The nation’s foreign minister, Roberto Álvarez, issued a lengthy statement rejecting the U.N.’s urging not to deport the individuals in question, citing the “national security” of the country.

“We respect Stéphane Dujarric’s opinion, but we have an established policy that for reasons of national interest we are returning to Haiti all those people who are illegally in Dominican territory according to our legislation,” Álvarez said.

“The situation in Haiti is a national security issue for the Dominican Republic and that must be kept in mind,” the foreign minister continued. “Therefore, what the spokesperson of the General Secretariat, Stéphane Dujarric, may ask of other countries is understandable, of other countries that are not a neighboring country of Haiti’s.”

Haiti violence

A policeman points a gun at protesters during a demonstration calling for the resignation of Prime Minister Ariel Henry in Port-au-Prince, Haiti, on February 7, 2024. (RICHARD PIERRIN/AFP via Getty Images)

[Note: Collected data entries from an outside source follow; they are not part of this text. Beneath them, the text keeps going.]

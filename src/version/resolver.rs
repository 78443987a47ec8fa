//! Alias-aware resolution of a requested version to a concrete manifest version.

use super::{ResolutionError, VersionConstraint, VersionLines, matches_constraint};
use crate::constants::{MAINLINE_ALIAS, STABLE_ALIAS};
use crate::models::Dependency;

/// Resolves user version requests against the manifest's version lines.
///
/// # Resolution Process
///
/// 1. **Default**: an empty request means the `mainline` line; a manifest
///    without one is an error
/// 2. **Alias substitution**: a request naming a line is replaced by that
///    line's constraint, once; the substituted value is never looked up again
/// 3. **Matching**: the highest available version satisfying the constraint
///    wins; nothing is ever fabricated
///
/// # Examples
///
/// ```rust
/// use nginx_buildpack::version::{VersionLines, VersionResolver};
///
/// let lines = VersionLines::from_iter([("mainline", "1.25.*"), ("stable", "1.26.*")]);
/// let available = vec!["1.25.0".to_string(), "1.25.3".to_string(), "1.26.1".to_string()];
/// let resolver = VersionResolver::new(&lines);
///
/// let dep = resolver.resolve("nginx", "stable", &available).unwrap();
/// assert_eq!(dep.version, "1.26.1");
/// assert!(resolver.is_stable_line(&dep.version));
/// ```
#[derive(Debug, Clone, Copy)]
pub struct VersionResolver<'a> {
    lines: &'a VersionLines,
}

impl<'a> VersionResolver<'a> {
    /// Create a resolver over a version-line table.
    #[must_use]
    pub const fn new(lines: &'a VersionLines) -> Self {
        Self {
            lines,
        }
    }

    /// The constraint string a request stands for after defaulting and alias
    /// substitution.
    pub fn effective_constraint(&self, requested: &str) -> Result<String, ResolutionError> {
        if requested.is_empty() {
            return self
                .lines
                .get(MAINLINE_ALIAS)
                .map(str::to_string)
                .ok_or(ResolutionError::NoMainlineAlias);
        }

        match self.lines.get(requested) {
            Some(constraint) => {
                tracing::debug!("Version line '{requested}' maps to '{constraint}'");
                Ok(constraint.to_string())
            }
            None => Ok(requested.to_string()),
        }
    }

    /// Resolve `requested` to the highest matching version in `available`.
    ///
    /// # Errors
    ///
    /// - [`ResolutionError::NoMainlineAlias`] when nothing was requested and
    ///   there is no `mainline` line
    /// - [`ResolutionError::InvalidConstraint`] when the effective constraint
    ///   cannot be parsed
    /// - [`ResolutionError::NoMatchingVersion`] when no available version
    ///   satisfies the constraint; it carries the full diagnostic listing
    pub fn resolve(
        &self,
        dependency: &str,
        requested: &str,
        available: &[String],
    ) -> Result<Dependency, ResolutionError> {
        let constraint_str = self.effective_constraint(requested)?;
        let constraint = VersionConstraint::parse(&constraint_str)?;

        match constraint.highest_match(available) {
            Some(version) => {
                tracing::debug!(
                    "Resolved {dependency} '{requested}' via '{constraint_str}' to {version}"
                );
                Ok(Dependency::new(dependency, version))
            }
            None => Err(ResolutionError::NoMatchingVersion {
                dependency: dependency.to_string(),
                requested: requested.to_string(),
                constraint: constraint_str,
                aliases: self.lines.aliases(),
                constraints: self.lines.constraints(),
                versions: available.to_vec(),
            }),
        }
    }

    /// Whether `version` falls within the constraint bound to `stable`.
    ///
    /// Advisory only: the answer never changes which version is resolved.
    /// Without a `stable` line nothing is stable.
    #[must_use]
    pub fn is_stable_line(&self, version: &str) -> bool {
        self.lines
            .get(STABLE_ALIAS)
            .is_some_and(|constraint| matches_constraint(version, constraint))
    }

    /// Everything a user could request, for diagnostics: alias names, their
    /// constraints (both sorted), then the concrete versions in manifest order.
    #[must_use]
    pub fn available_versions(&self, available: &[String]) -> Vec<String> {
        let mut listing = self.lines.aliases();
        listing.extend(self.lines.constraints());
        listing.extend(available.iter().cloned());
        listing
    }
}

President Luis Abinader has made combatting illegal immigration a core policy of his government, beginning the construction of a border wall with Haiti in February 2022. Haiti and the Dominican Republic share the island of Hispaniola. Abinader’s administration announced that the wall would span about 250 miles — half the border.

Construction continues not just on the wall, but on perimeter fencing in areas where the government has yet to plan for a more solid barrier. Locals on the Haitian border told Listín Diario on Wednesday that they were grateful for barriers preventing criminal activity from entering the country.

“We used to live like lawless goats here because there was nothing that signaled [where the border is] and now we have the wall that also sends a message to everyone,” Héctor Quilderes Taveras, a local businessman, told Listín.

The head of the merchants’ federation in Dajabón, a Dominican border municipality, similarly signaled that his community supported erecting stronger barriers with Haiti.

“We support this initiative of the construction of the border gate because this creates a certain order with respect to not just commerce but also other things that surface when things were open-sky [borderless],” the man, Freddy Morrillo, told the newspaper.